Seabiscuit and Lance Armstrong: Schmaltz, cornpone . . . and true
BY BILL LYON
Knight Ridder Newspapers

PHILADELPHIA - (KRT) - They wait, snorting and prancing in the starting
gate, nostrils flared and eyes rolled, each one half a ton of coiled energy
quivering to be loosed.

And one of the jockeys looks down sneeringly at the racehorse named
Seabiscuit and says to the man on the little horse's back: "Kinda small,
isn't he?"

And Seabiscuit's chauffeur smiles and replies: "He's gonna be a lot smaller
in a minute."

Wonderful line. Takes it place with the classics from sports movies. Like,
for example, in "Major League, the catcher consoling the pitcher who has
been roughed up and yielded a mammoth home run:

"There's a lotta parks that ball wouldn't have been out of."

"Yeah? Name one."

"Yosemite."

Or Charlie Sheen's reply when asked what was the last league he pitched in:

"California penal."

Seabiscuit does, indeed, become a disappearing dot on the horizon soon after
the gates clang open. He was a runty little thing, undersized everywhere but
inside his chest cavity. And the beat there was a booming chorus of kettle
drums.

First, there was a book about him, and now a movie, and it will strum on
your heartstrings. There is some schmaltz and some cornpone, and you know
what?

Sometimes, what the world needs is some schmaltz and some cornpone.

Sometimes, we get a little too jaded and a little too sophisticated for our
own good.

Sometimes, we permit skepticism and cynicism and doubt to hold sway.

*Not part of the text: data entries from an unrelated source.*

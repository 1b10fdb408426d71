//! JSON WebSocket helper shared by every live feature.
//!
//! [`SocketHandle`] owns one connection. Outgoing frames are serialized
//! from the protocol's typed requests; incoming text frames are decoded
//! into the protocol's event type and handed to an optional message
//! handler and to every broadcast subscriber. The helper never interprets
//! events and never reconnects: callers decide what a closed socket means.
//!
//! # Example
//!
//! ```rust,ignore
//! use llmstack_api::protocol::{ActivationRequest, ConnectionActivation};
//! use llmstack_api::websocket::{SocketAuth, SocketHandle};
//!
//! let url = client.websocket_url("ws/connections/42/activate")?;
//! let socket = SocketHandle::<ConnectionActivation>::connect(url, SocketAuth::default()).await?;
//! socket.set_on_message(|event| println!("{event:?}"));
//! socket.send(&ActivationRequest::Activate)?;
//! socket.closed().await;
//! ```

use std::sync::Arc;

use arc_swap::ArcSwapOption;
use futures_util::{SinkExt, StreamExt};
use secrecy::{ExposeSecret, SecretString};
use tokio::sync::{broadcast, mpsc};
use tokio_tungstenite::tungstenite::{self, ClientRequestBuilder};
use tokio_util::sync::CancellationToken;
use url::Url;

use crate::error::Error;
use crate::protocol::SocketProtocol;

// ── Broadcast channel capacity ───────────────────────────────────────

const EVENT_CHANNEL_CAPACITY: usize = 256;

type MessageHandler<T> = Box<dyn Fn(Arc<T>) + Send + Sync>;

// ── SocketAuth ───────────────────────────────────────────────────────

/// Credentials replayed on the WebSocket upgrade request.
#[derive(Debug, Clone, Default)]
pub struct SocketAuth {
    /// `Cookie` header value carrying the session.
    pub cookie: Option<String>,
    /// API token, sent as `Authorization: Token ...`.
    pub token: Option<SecretString>,
}

// ── SocketHandle ─────────────────────────────────────────────────────

/// Handle to one open WebSocket speaking protocol `P`.
pub struct SocketHandle<P: SocketProtocol> {
    outgoing: mpsc::UnboundedSender<String>,
    events: broadcast::Sender<Arc<P::Incoming>>,
    handler: Arc<ArcSwapOption<MessageHandler<P::Incoming>>>,
    cancel: CancellationToken,
    done: CancellationToken,
}

impl<P: SocketProtocol> SocketHandle<P> {
    /// Open the socket and spawn its I/O task.
    ///
    /// Returns once the upgrade handshake has completed, so connection
    /// failures surface here rather than on the first `send`.
    pub async fn connect(url: Url, auth: SocketAuth) -> Result<Self, Error> {
        tracing::info!(url = %url, "Connecting to WebSocket");

        let uri: tungstenite::http::Uri = url
            .as_str()
            .parse()
            .map_err(|e: tungstenite::http::uri::InvalidUri| Error::WebSocketConnect(e.to_string()))?;

        let mut request = ClientRequestBuilder::new(uri);
        if let Some(cookie) = auth.cookie {
            request = request.with_header("Cookie", cookie);
        }
        if let Some(token) = auth.token {
            request = request.with_header("Authorization", format!("Token {}", token.expose_secret()));
        }

        let (ws_stream, _response) = tokio_tungstenite::connect_async(request)
            .await
            .map_err(|e| Error::WebSocketConnect(e.to_string()))?;

        tracing::info!("WebSocket connected");

        let (outgoing, outgoing_rx) = mpsc::unbounded_channel();
        let (events, _) = broadcast::channel(EVENT_CHANNEL_CAPACITY);
        let handler = Arc::new(ArcSwapOption::empty());
        let cancel = CancellationToken::new();
        let done = CancellationToken::new();

        let io = SocketIo::<P> {
            events: events.clone(),
            handler: Arc::clone(&handler),
            cancel: cancel.clone(),
        };
        let task_done = done.clone();
        tokio::spawn(async move {
            if let Err(e) = io.run(ws_stream, outgoing_rx).await {
                tracing::warn!(error = %e, "WebSocket ended with error");
            }
            task_done.cancel();
        });

        Ok(Self {
            outgoing,
            events,
            handler,
            cancel,
            done,
        })
    }

    /// Serialize `message` and queue it as a text frame.
    pub fn send(&self, message: &P::Outgoing) -> Result<(), Error> {
        let text = serde_json::to_string(message).map_err(|e| Error::Protocol(e.to_string()))?;
        self.outgoing
            .send(text)
            .map_err(|_| Error::WebSocketClosed {
                code: 1000,
                reason: "socket already closed".into(),
            })
    }

    /// Register the callback invoked for every decoded incoming frame.
    ///
    /// Replaces any previous handler. Frames that arrive before a handler
    /// is set still reach receivers from [`subscribe`](Self::subscribe).
    pub fn set_on_message(&self, handler: impl Fn(Arc<P::Incoming>) + Send + Sync + 'static) {
        let boxed: MessageHandler<P::Incoming> = Box::new(handler);
        self.handler.store(Some(Arc::new(boxed)));
    }

    /// A new receiver of decoded incoming frames.
    pub fn subscribe(&self) -> broadcast::Receiver<Arc<P::Incoming>> {
        self.events.subscribe()
    }

    /// Send a close frame and stop the I/O task.
    pub fn close(&self) {
        self.cancel.cancel();
    }

    pub fn is_closed(&self) -> bool {
        self.done.is_cancelled()
    }

    /// Resolves once the connection has ended, for whatever reason.
    pub async fn closed(&self) {
        self.done.cancelled().await;
    }
}

impl<P: SocketProtocol> Drop for SocketHandle<P> {
    fn drop(&mut self) {
        self.cancel.cancel();
    }
}

// ── I/O task ─────────────────────────────────────────────────────────

struct SocketIo<P: SocketProtocol> {
    events: broadcast::Sender<Arc<P::Incoming>>,
    handler: Arc<ArcSwapOption<MessageHandler<P::Incoming>>>,
    cancel: CancellationToken,
}

impl<P: SocketProtocol> SocketIo<P> {
    async fn run<S>(
        &self,
        ws_stream: tokio_tungstenite::WebSocketStream<S>,
        mut outgoing_rx: mpsc::UnboundedReceiver<String>,
    ) -> Result<(), Error>
    where
        S: tokio::io::AsyncRead + tokio::io::AsyncWrite + Unpin,
    {
        let (mut write, mut read) = ws_stream.split();

        loop {
            tokio::select! {
                biased;
                () = self.cancel.cancelled() => {
                    tracing::debug!("closing WebSocket");
                    let _ = write.send(tungstenite::Message::Close(None)).await;
                    return Ok(());
                }
                Some(text) = outgoing_rx.recv() => {
                    tracing::trace!(bytes = text.len(), "WebSocket send");
                    write
                        .send(tungstenite::Message::text(text))
                        .await
                        .map_err(|e| Error::WebSocketConnect(e.to_string()))?;
                }
                frame = read.next() => match frame {
                    Some(Ok(tungstenite::Message::Text(text))) => self.dispatch(&text),
                    Some(Ok(tungstenite::Message::Close(frame))) => {
                        return match frame {
                            Some(cf) if u16::from(cf.code) != 1000 => Err(Error::WebSocketClosed {
                                code: cf.code.into(),
                                reason: cf.reason.as_str().to_owned(),
                            }),
                            _ => {
                                tracing::info!("WebSocket closed by server");
                                Ok(())
                            }
                        };
                    }
                    Some(Err(e)) => return Err(Error::WebSocketConnect(e.to_string())),
                    None => {
                        tracing::info!("WebSocket stream ended");
                        return Ok(());
                    }
                    // Ping/pong are answered by tungstenite; binary frames are not part of any protocol.
                    Some(Ok(_)) => {}
                },
            }
        }
    }

    fn dispatch(&self, text: &str) {
        let Some(event) = decode_frame::<P>(text) else {
            return;
        };
        let event = Arc::new(event);
        if let Some(handler) = self.handler.load_full() {
            (*handler)(Arc::clone(&event));
        }
        // No subscribers is fine; the handler may be the only consumer.
        let _ = self.events.send(event);
    }
}

/// Decode one text frame, logging and dropping frames the protocol rejects.
pub(crate) fn decode_frame<P: SocketProtocol>(text: &str) -> Option<P::Incoming> {
    match serde_json::from_str(text) {
        Ok(event) => Some(event),
        Err(e) => {
            tracing::debug!(error = %e, "dropping undecodable WebSocket frame");
            None
        }
    }
}

#[cfg(test)]
#[allow(clippy::unwrap_used)]
mod tests {
    use super::*;
    use crate::protocol::{ActivationEvent, AppSession, AppSessionEvent, ConnectionActivation};

    #[test]
    fn decode_frame_accepts_known_events() {
        let evt = decode_frame::<ConnectionActivation>(r#"{"event":"success"}"#);
        assert_eq!(evt, Some(ActivationEvent::Success { message: None }));
    }

    #[test]
    fn decode_frame_drops_malformed_json() {
        assert!(decode_frame::<ConnectionActivation>("not json at all").is_none());
        assert!(decode_frame::<AppSession>(r#"{"no_event": true}"#).is_none());
    }

    #[test]
    fn decode_frame_uses_the_protocol_types() {
        let evt = decode_frame::<AppSession>(r#"{"event":"error","id":"r9","error":"quota"}"#);
        assert_eq!(
            evt,
            Some(AppSessionEvent::Error {
                id: Some("r9".into()),
                error: "quota".into()
            })
        );
    }

    #[tokio::test]
    async fn connect_to_closed_port_fails_fast() {
        let url = Url::parse("ws://127.0.0.1:9/ws/connections/1/activate").unwrap();
        let res = SocketHandle::<ConnectionActivation>::connect(url, SocketAuth::default()).await;
        assert!(matches!(res, Err(Error::WebSocketConnect(_))));
    }
}
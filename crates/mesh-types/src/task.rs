use crate::canonical::canonical_sha256;
use crate::{NodeId, Signature, TaskId};
use serde::{Deserialize, Serialize};

#[derive(Debug, Clone, Copy, PartialEq, Eq, Hash, Serialize, Deserialize)]
#[serde(rename_all = "snake_case")]
pub enum TaskType {
    Compute,
    Storage,
    Network,
    AiInference,
}

#[derive(Debug, Clone, Copy, PartialEq, Eq, PartialOrd, Ord, Serialize, Deserialize)]
#[serde(rename_all = "snake_case")]
pub enum TaskPriority {
    Low,
    Medium,
    High,
    Urgent,
}

#[derive(Debug, Clone, PartialEq, Serialize, Deserialize)]
pub struct TaskRequirements {
    pub cpu_cores: u32,
    pub memory_gb: u32,
    pub gpu_required: bool,
    pub estimated_duration_ms: u64,
    pub priority: TaskPriority,
}

impl TaskRequirements {
    /// DHT routing target for this requirement profile: the first 20 bytes
    /// of the SHA-256 over the canonical encoding.
    pub fn routing_target(&self) -> crate::Result<NodeId> {
        let digest = canonical_sha256(self)?;
        let mut arr = [0u8; 20];
        arr.copy_from_slice(&digest[..20]);
        Ok(NodeId::from_bytes(arr))
    }
}

/// A submitted unit of work. Never mutated after signing.
#[derive(Debug, Clone, Serialize, Deserialize)]
pub struct TaskRequest {
    pub task_id: TaskId,
    pub task_type: TaskType,
    pub payload: Vec<u8>,
    pub requirements: TaskRequirements,
    pub reward: f64,
    pub deadline_ms: i64,
    pub submitter: NodeId,
    pub created_at_ms: i64,
    pub signature: Option<Signature>,
}

impl TaskRequest {
    /// Bytes covered by the submitter signature (everything but the
    /// signature itself).
    pub fn signable(&self) -> crate::Result<Vec<u8>> {
        let unsigned = TaskRequest {
            signature: None,
            ..self.clone()
        };
        Ok(crate::canonical::to_canonical_json(&unsigned)?.into_bytes())
    }
}

/// Replicated assignment: one primary, ordered backups promoted in order on
/// primary failure. Primary is never a member of `backups`.
#[derive(Debug, Clone, Serialize, Deserialize)]
pub struct TaskAssignment {
    pub task_id: TaskId,
    pub primary: NodeId,
    pub assigned_at_ms: i64,
    pub expected_completion_ms: i64,
    pub backups: Vec<NodeId>,
}

impl TaskAssignment {
    /// Promote the head backup to primary. Returns false when no backups
    /// remain.
    pub fn promote_backup(&mut self, now_ms: i64, expected_completion_ms: i64) -> bool {
        if self.backups.is_empty() {
            return false;
        }
        self.primary = self.backups.remove(0);
        self.assigned_at_ms = now_ms;
        self.expected_completion_ms = expected_completion_ms;
        true
    }
}

#[derive(Debug, Clone, Copy, PartialEq, Serialize, Deserialize)]
pub struct ResourceUsage {
    pub cpu_pct: f64,
    pub memory_pct: f64,
    pub network_kb: f64,
}

impl ResourceUsage {
    pub fn is_plausible(&self) -> bool {
        (0.0..=100.0).contains(&self.cpu_pct)
            && (0.0..=100.0).contains(&self.memory_pct)
            && self.network_kb >= 0.0
    }
}

/// Immutable once submitted by the executor.
#[derive(Debug, Clone, Serialize, Deserialize)]
pub struct TaskResult {
    pub task_id: TaskId,
    pub output: Vec<u8>,
    pub completed_by: NodeId,
    pub completed_at_ms: i64,
    pub execution_time_ms: u64,
    pub usage: ResourceUsage,
    pub signature: Option<Signature>,
}

impl TaskResult {
    pub fn signable(&self) -> crate::Result<Vec<u8>> {
        let unsigned = TaskResult {
            signature: None,
            ..self.clone()
        };
        Ok(crate::canonical::to_canonical_json(&unsigned)?.into_bytes())
    }

    /// SHA-256 over the canonical encoding of the output payload.
    pub fn output_hash(&self) -> crate::Result<[u8; 32]> {
        Ok(canonical_sha256(&self.output)?)
    }
}

/// Per-task lifecycle. Exactly one terminal transition per task.
#[derive(Debug, Clone, Copy, PartialEq, Eq, Serialize, Deserialize)]
#[serde(rename_all = "snake_case")]
pub enum TaskState {
    Pending,
    Active,
    Completed,
    Failed,
    Cancelled,
}

impl TaskState {
    pub fn is_terminal(&self) -> bool {
        matches!(self, Self::Completed | Self::Failed | Self::Cancelled)
    }

    pub fn can_transition_to(&self, next: TaskState) -> bool {
        match (self, next) {
            (Self::Pending, Self::Active) => true,
            (Self::Pending, Self::Failed | Self::Cancelled) => true,
            (Self::Active, Self::Active) => true, // reassignment to a backup
            (Self::Active, Self::Completed | Self::Failed | Self::Cancelled) => true,
            _ => false,
        }
    }
}

#[cfg(test)]
mod tests {
    use super::*;

    fn requirements() -> TaskRequirements {
        TaskRequirements {
            cpu_cores: 2,
            memory_gb: 4,
            gpu_required: false,
            estimated_duration_ms: 60_000,
            priority: TaskPriority::High,
        }
    }

    #[test]
    fn test_routing_target_deterministic() {
        let a = requirements().routing_target().unwrap();
        let b = requirements().routing_target().unwrap();
        assert_eq!(a, b);

        let mut other = requirements();
        other.cpu_cores = 3;
        assert_ne!(a, other.routing_target().unwrap());
    }

    #[test]
    fn test_assignment_promotion() {
        let primary = NodeId::random();
        let b1 = NodeId::random();
        let b2 = NodeId::random();
        let mut assignment = TaskAssignment {
            task_id: TaskId::random(),
            primary,
            assigned_at_ms: 0,
            expected_completion_ms: 1,
            backups: vec![b1, b2],
        };

        assert!(assignment.promote_backup(10, 20));
        assert_eq!(assignment.primary, b1);
        assert_eq!(assignment.backups, vec![b2]);
        assert!(!assignment.backups.contains(&assignment.primary));

        assert!(assignment.promote_backup(30, 40));
        assert!(!assignment.promote_backup(50, 60));
    }

    #[test]
    fn test_state_machine() {
        assert!(TaskState::Pending.can_transition_to(TaskState::Active));
        assert!(TaskState::Active.can_transition_to(TaskState::Completed));
        assert!(TaskState::Active.can_transition_to(TaskState::Active));
        assert!(!TaskState::Completed.can_transition_to(TaskState::Failed));
        assert!(!TaskState::Failed.can_transition_to(TaskState::Active));
        assert!(TaskState::Completed.is_terminal());
    }

    #[test]
    fn test_usage_plausibility() {
        let good = ResourceUsage {
            cpu_pct: 55.0,
            memory_pct: 20.0,
            network_kb: 128.0,
        };
        assert!(good.is_plausible());
        assert!(!ResourceUsage {
            cpu_pct: 120.0,
            ..good
        }
        .is_plausible());
        assert!(!ResourceUsage {
            network_kb: -1.0,
            ..good
        }
        .is_plausible());
    }
}
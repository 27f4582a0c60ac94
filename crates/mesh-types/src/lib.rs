pub mod canonical;
pub mod capability;
pub mod error;
pub mod frame;
pub mod id;
pub mod keys;
pub mod task;
pub mod verification;

pub use capability::{CapabilitySnapshot, ComputeTier, ThermalState};
pub use error::{MeshError, Result};
pub use frame::{
    AlertSeverity, DhtNodeInfo, DiscoveryMethod, DiscoveryPayload, Frame, FrameKind,
    PeerAdvertisement, PeerSummary, PingPayload, PongPayload, TaskAnnounce, TaskResponsePayload,
    TaskResultPayload, VerificationPayload,
};
pub use id::{Distance, NodeId, TaskId, VerificationId};
pub use keys::{PublicKey, Signature};
pub use task::{
    ResourceUsage, TaskAssignment, TaskPriority, TaskRequest, TaskRequirements, TaskResult,
    TaskState, TaskType,
};
pub use verification::{
    ConsensusDecision, ReputationScore, VerificationChecks, VerificationOutcome,
    VerificationRequest, VerificationResponse,
};
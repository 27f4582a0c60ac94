use mesh_types::{DiscoveryMethod, NodeId};
use std::time::Duration;

/// Engine configuration. Every interval is a real timer period; tests
/// shrink them, production keeps the defaults.
#[derive(Debug, Clone)]
pub struct MeshConfig {
    /// Soft upper bound on the peer catalog size.
    pub max_peers: usize,
    /// Seed node ids contacted on first boot.
    pub bootstrap_nodes: Vec<NodeId>,
    /// Enabled discovery mechanisms, tried in priority order.
    pub discovery_methods: Vec<DiscoveryMethod>,
    /// When false, completions are surfaced without verifier consensus.
    pub verification_required: bool,
    /// Toggles the partition/security monitoring loops.
    pub network_resilience: bool,
    /// Peers exempt from reputation-only blacklisting.
    pub trusted_peers: Vec<NodeId>,

    pub task_timeout: Duration,
    pub verification_timeout: Duration,
    pub ping_interval: Duration,
    pub discovery_interval: Duration,
    pub topology_interval: Duration,
    pub health_interval: Duration,
    pub security_interval: Duration,
    pub recovery_interval: Duration,
    pub bucket_refresh_interval: Duration,
    /// Peers idle longer than this are evicted.
    pub peer_stale_timeout: Duration,
    /// Deadline for a single remote query (FIND_NODE, directory lookups).
    pub query_timeout: Duration,
    /// Deadline for a single path-discovery probe.
    pub path_query_timeout: Duration,
    /// Base delay between failed connect attempts.
    pub connect_backoff: Duration,
    /// Base delay of the per-peer recovery backoff (doubles per attempt).
    pub recovery_backoff: Duration,
}

impl Default for MeshConfig {
    fn default() -> Self {
        Self {
            max_peers: 50,
            bootstrap_nodes: vec![],
            discovery_methods: vec![
                DiscoveryMethod::Dht,
                DiscoveryMethod::PeerExchange,
                DiscoveryMethod::Bootstrap,
                DiscoveryMethod::Relay,
            ],
            verification_required: true,
            network_resilience: true,
            trusted_peers: vec![],
            task_timeout: Duration::from_secs(300),
            verification_timeout: Duration::from_secs(60),
            ping_interval: Duration::from_secs(30),
            discovery_interval: Duration::from_secs(30),
            topology_interval: Duration::from_secs(60),
            health_interval: Duration::from_secs(10),
            security_interval: Duration::from_secs(5),
            recovery_interval: Duration::from_secs(30),
            bucket_refresh_interval: Duration::from_secs(60),
            peer_stale_timeout: Duration::from_secs(300),
            query_timeout: Duration::from_secs(5),
            path_query_timeout: Duration::from_secs(3),
            connect_backoff: Duration::from_millis(500),
            recovery_backoff: Duration::from_secs(1),
        }
    }
}

#[cfg(test)]
mod tests {
    use super::*;

    #[test]
    fn test_defaults_match_protocol() {
        let config = MeshConfig::default();
        assert_eq!(config.max_peers, 50);
        assert!(config.verification_required);
        assert!(config.network_resilience);
        assert_eq!(config.task_timeout, Duration::from_secs(300));
        assert_eq!(config.verification_timeout, Duration::from_secs(60));
        assert_eq!(config.ping_interval, Duration::from_secs(30));
        assert!(!config.discovery_methods.contains(&DiscoveryMethod::Mdns));
    }
}
#[derive(Debug, Clone, Copy, PartialEq, Eq)]
pub enum PartitionStatus {
    Detected,
    Healing,
    Healed,
    Permanent,
}

#[derive(Debug, Clone)]
pub struct NetworkPartition {
    pub id: u64,
    pub detected_at_ms: i64,
    pub affected: Vec<NodeId>,
    pub bridges: Vec<NodeId>,
    pub healing_attempts: u32,
    pub status: PartitionStatus,
}

#[derive(Debug, Clone)]
pub struct HealthSample {
    pub connectivity: f64,
    pub latency: f64,
    pub throughput: f64,
    pub reliability: f64,
    pub security: f64,
    pub overall: f64,
    pub timestamp_ms: i64,
}

pub struct NetworkResilience {
    peer: Arc<PeerManager>,
    dht: Arc<DhtService>,
    discovery: Arc<PeerDiscovery>,
    verification: Arc<TaskVerification>,
    trusted: HashSet<NodeId>,
    blacklist: Arc<RwLock<HashSet<NodeId>>>,
    partitions: Arc<RwLock<HashMap<u64, NetworkPartition>>>,
    next_partition_id: AtomicU64,
    breakers: Arc<RwLock<HashMap<ServiceKey, CircuitBreaker>>>,
    health_history: Arc<RwLock<VecDeque<HealthSample>>>,
    critical_events: Arc<RwLock<VecDeque<Instant>>>,
    seen_invalid_signatures: Arc<RwLock<HashMap<NodeId, u64>>>,
    recovering: Arc<RwLock<HashSet<NodeId>>>,
    health_interval: Duration,
    security_interval: Duration,
    recovery_interval: Duration,
    recovery_backoff: Duration,
    events: EventBus,
    shutdown: Arc<AtomicBool>,
}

Sometimes, we lose our capacity to be surprised, to be enchanted.

And of all that we let slip away, the one we miss the most is that of
wonder.

So the great gift of sports has always been to remind us of innocence not
yet surrendered.

The best thing our games give us is a transport back in time, back to when
we were young and unburdened with care, even if the world wasn't, a time
when all things seemed possible and it never occurred to us that it might be
otherwise.

And so, on Sunday, two days after the movie about the little horse with the
big heart had opened, another whippet-lean racing creature, this one on two
legs, took his place on the victory podium in Paris.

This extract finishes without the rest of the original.